Thorium serves as a central system for integrating various malware analysis tools, both new and legacy. It supports automation and data processing, allowing analysts to assess and prioritize threats efficiently using commercial, custom, and open-source resources.
The release of Thorium builds on Sandia’s history in cybersecurity research. In 2007, the laboratory launched the FARM database, which now stores nearly 300 million malware samples. Projections indicate that this number could surpass one billion within the next decade. The FARM database relies on Thorium for rapid analysis of these samples.
“Thorium is the latest iteration in a series of platforms and tools Sandia has developed to automate malware analysis,” said Michael Carson, lead developer. “The team has learned a lot over that time, and Thorium is the end result.”
Carson described Thorium as “almost infinitely scalable” and designed for “massive automation and customization.”
By releasing Thorium as open-source software, Sandia aims to help organizations adopt a common foundation for malware analysis. The platform uses Google’s Kubernetes container management system to automate scaling and deployment of applications. This industry-standard approach allows security teams to develop, package, and share tools more easily across the community.
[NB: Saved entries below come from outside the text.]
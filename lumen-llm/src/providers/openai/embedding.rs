//! OpenAI embedding provider implementation

use super::client::OpenAIClient;
use super::types::{EmbeddingRequest, EmbeddingResponse};
use crate::providers::invalid_response;
use crate::EmbeddingProvider;
use async_trait::async_trait;
use lumen_core::{EmbeddingVector, LumenResult};

/// OpenAI embedding provider using text-embedding-3-small or custom model.
pub struct OpenAIEmbeddingProvider {
    client: OpenAIClient,
    model: String,
    dimensions: i32,
}

impl OpenAIEmbeddingProvider {
    /// # Arguments
    /// * `api_key` - OpenAI API key
    /// * `model` - Model name (e.g., "text-embedding-3-small")
    /// * `dimensions` - Embedding dimensions (512/1536 for 3-small)
    pub fn new(api_key: impl Into<String>, model: impl Into<String>, dimensions: i32) -> Self {
        Self::with_client(OpenAIClient::new(api_key, 60), model, dimensions)
    }

    pub fn with_client(client: OpenAIClient, model: impl Into<String>, dimensions: i32) -> Self {
        Self {
            client,
            model: model.into(),
            dimensions,
        }
    }
}

#[async_trait]
impl EmbeddingProvider for OpenAIEmbeddingProvider {
    async fn embed(&self, text: &str) -> LumenResult<EmbeddingVector> {
        self.embed_batch(&[text])
            .await?
            .into_iter()
            .next()
            .ok_or_else(|| invalid_response("openai", "No embedding data in response"))
    }

    async fn embed_batch(&self, texts: &[&str]) -> LumenResult<Vec<EmbeddingVector>> {
        let request = EmbeddingRequest {
            model: self.model.clone(),
            input: texts.iter().map(|s| s.to_string()).collect(),
            dimensions: Some(self.dimensions),
        };

        let response: EmbeddingResponse = self.client.request("embeddings", &request).await?;

        if response.data.len() != texts.len() {
            return Err(invalid_response(
                "openai",
                format!(
                    "Expected {} embeddings but got {}",
                    texts.len(),
                    response.data.len()
                ),
            ));
        }

        let mut data = response.data;
        data.sort_by_key(|d| d.index);
        Ok(data
            .into_iter()
            .map(|d| EmbeddingVector::new(d.embedding, self.model.clone()))
            .collect())
    }

    fn dimensions(&self) -> i32 {
        self.dimensions
    }

    fn model_id(&self) -> &str {
        &self.model
    }
}

impl std::fmt::Debug for OpenAIEmbeddingProvider {
    fn fmt(&self, f: &mut std::fmt::Formatter<'_>) -> std::fmt::Result {
        f.debug_struct("OpenAIEmbeddingProvider")
            .field("model", &self.model)
            .field("dimensions", &self.dimensions)
            .finish()
    }
}
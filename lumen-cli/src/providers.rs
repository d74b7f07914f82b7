//! Collaborator construction from configuration.

use crate::config::{
    resolve_api_key, CliConfig, EmbeddingProviderConfig, ProviderConfig, ProviderKind,
};
use crate::error::CliResult;
use lumen_llm::providers::{
    OllamaChatProvider, OllamaEmbeddingProvider, OpenAIClient, OpenAICompletionProvider,
    OpenAIEmbeddingProvider,
};
use lumen_llm::{CachedEmbeddingProvider, CompletionProvider, EmbeddingProvider};
use lumen_orchestrator::Collaborators;
use lumen_sql::SqliteStore;
use lumen_vector::SqliteVectorStore;
use std::sync::Arc;

pub fn completion_provider(config: &ProviderConfig) -> CliResult<Arc<dyn CompletionProvider>> {
    let provider: Arc<dyn CompletionProvider> = match config.kind {
        ProviderKind::OpenAi => {
            let client = openai_client(
                config.api_key_env.as_deref(),
                config.endpoint.as_deref(),
                config.requests_per_minute,
            )?;
            Arc::new(OpenAICompletionProvider::with_client(
                client,
                config.model.clone(),
            ))
        }
        ProviderKind::Ollama => match &config.endpoint {
            Some(endpoint) => Arc::new(OllamaChatProvider::new(
                endpoint.clone(),
                config.model.clone(),
            )),
            None => Arc::new(OllamaChatProvider::with_default_url(config.model.clone())),
        },
    };
    Ok(provider)
}

pub fn embedding_provider(
    config: &EmbeddingProviderConfig,
) -> CliResult<Arc<dyn EmbeddingProvider>> {
    let provider: Arc<dyn EmbeddingProvider> = match config.kind {
        ProviderKind::OpenAi => {
            let client = openai_client(
                config.api_key_env.as_deref(),
                config.endpoint.as_deref(),
                config.requests_per_minute,
            )?;
            Arc::new(OpenAIEmbeddingProvider::with_client(
                client,
                config.model.clone(),
                config.dimensions,
            ))
        }
        ProviderKind::Ollama => {
            let endpoint = config
                .endpoint
                .clone()
                .unwrap_or_else(|| lumen_llm::providers::ollama::DEFAULT_BASE_URL.to_string());
            Arc::new(OllamaEmbeddingProvider::new(
                endpoint,
                config.model.clone(),
                config.dimensions,
            ))
        }
    };
    Ok(Arc::new(CachedEmbeddingProvider::new(
        provider,
        config.cache_entries,
    )))
}

fn openai_client(
    api_key_env: Option<&str>,
    endpoint: Option<&str>,
    requests_per_minute: u32,
) -> CliResult<OpenAIClient> {
    let client = OpenAIClient::new(resolve_api_key(api_key_env)?, requests_per_minute);
    Ok(match endpoint {
        Some(endpoint) => client.with_base_url(endpoint),
        None => client,
    })
}

/// Open both stores (creating the relational schema when absent) and the
/// completion provider.
pub fn collaborators(config: &CliConfig) -> CliResult<Collaborators> {
    let relational = SqliteStore::open(&config.storage.relational_path)?;
    relational.bootstrap_schema()?;
    let embedder = embedding_provider(&config.providers.embedding)?;
    let vector = SqliteVectorStore::open(&config.storage.vector_path, embedder)?;
    Ok(Collaborators {
        completion: completion_provider(&config.providers.completion)?,
        relational: Arc::new(relational),
        vector: Arc::new(vector),
    })
}
//! Error types for the CLI.

use crate::config::ConfigError;
use lumen_core::LumenError;

#[derive(Debug, thiserror::Error)]
pub enum CliError {
    #[error("IO error: {0}")]
    Io(#[from] std::io::Error),
    #[error(transparent)]
    Config(#[from] ConfigError),
    #[error(transparent)]
    Lumen(#[from] LumenError),
    #[error("Failed to encode output: {0}")]
    Json(#[from] serde_json::Error),
    #[error("Failed to install log subscriber: {0}")]
    Logging(String),
}

pub type CliResult<T> = Result<T, CliError>;
#[cfg(test)]
mod tests {
    use super::*;

    fn strs(values: &[&str]) -> Value {
        Value::list(values.iter().map(|s| Value::Str(s.to_string())).collect())
    }

    fn nums(values: &[f64]) -> Value {
        Value::list(values.iter().map(|&f| Value::Float(f)).collect())
    }

    #[test]
    fn test_bar_gets_distinct_colors_per_category() {
        let mut fig = Figure::new(960, 540);
        let args = Args::new("bar", vec![strs(&["A", "B", "C"]), nums(&[1.0, 2.0, 3.0])], vec![]);
        fig.apply("bar", &args).unwrap();

        let Series::Bars(bars) = &fig.series[0] else {
            panic!("expected bars");
        };
        assert_eq!(bars.colors, vec![PALETTE[0], PALETTE[1], PALETTE[2]]);
    }

    #[test]
    fn test_bar_length_mismatch() {
        let mut fig = Figure::new(960, 540);
        let args = Args::new("bar", vec![strs(&["A", "B"]), nums(&[1.0])], vec![]);
        let err = fig.apply("bar", &args).unwrap_err();
        assert_eq!(err.to_string(), "bar() got 2 labels but 1 values");
    }

    #[test]
    fn test_figure_size_in_inches() {
        let mut fig = Figure::new(960, 540);
        let args = Args::new(
            "figure",
            vec![],
            vec![("width".into(), Value::Int(12)), ("height".into(), Value::Int(6))],
        );
        fig.apply("figure", &args).unwrap();
        assert_eq!((fig.width, fig.height), (960, 480));
        assert!(!fig.has_content());
    }

    #[test]
    fn test_line_with_text_x_uses_categories() {
        let mut fig = Figure::new(960, 540);
        let args = Args::new("line", vec![strs(&["jan", "fev"]), nums(&[3.0, 4.0])], vec![]);
        fig.apply("line", &args).unwrap();
        let Series::Line(points) = &fig.series[0] else {
            panic!("expected line");
        };
        assert_eq!(points.x, vec![0.0, 1.0]);
        assert_eq!(points.categories.as_deref(), Some(&["jan".to_string(), "fev".to_string()][..]));
    }

    #[test]
    fn test_missing_value_rejected() {
        let mut fig = Figure::new(960, 540);
        let values = Value::list(vec![Value::Int(1), Value::None]);
        let args = Args::new("bar", vec![strs(&["A", "B"]), values], vec![]);
        assert!(fig.apply("bar", &args).is_err());
    }

    #[test]
    fn test_parse_color() {
        assert_eq!(parse_color("#FF0000").unwrap(), "#ff0000");
        assert_eq!(parse_color("steelblue").unwrap(), "steelblue");
        assert!(parse_color("red\"/><script").is_err());
    }

    #[test]
    fn test_unknown_plot_method() {
        let mut fig = Figure::new(960, 540);
        assert!(fig.apply("savefig", &Args::none("savefig")).is_err());
    }
}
“Enabling easy sharing and integration of malware analysis capabilities is the primary driver for open sourcing the Thorium platform,” said Kevin Hulin, capability manager. “By offering a baseline platform for free, we hope tool developers begin adopting it as a standard for how tools are deployed. That way, researchers can spend more time developing tools and less time solving system integration problems.”
Sandia is also using machine learning techniques with Thorium to process large volumes of data collected through its toolset in order to speed up analysis.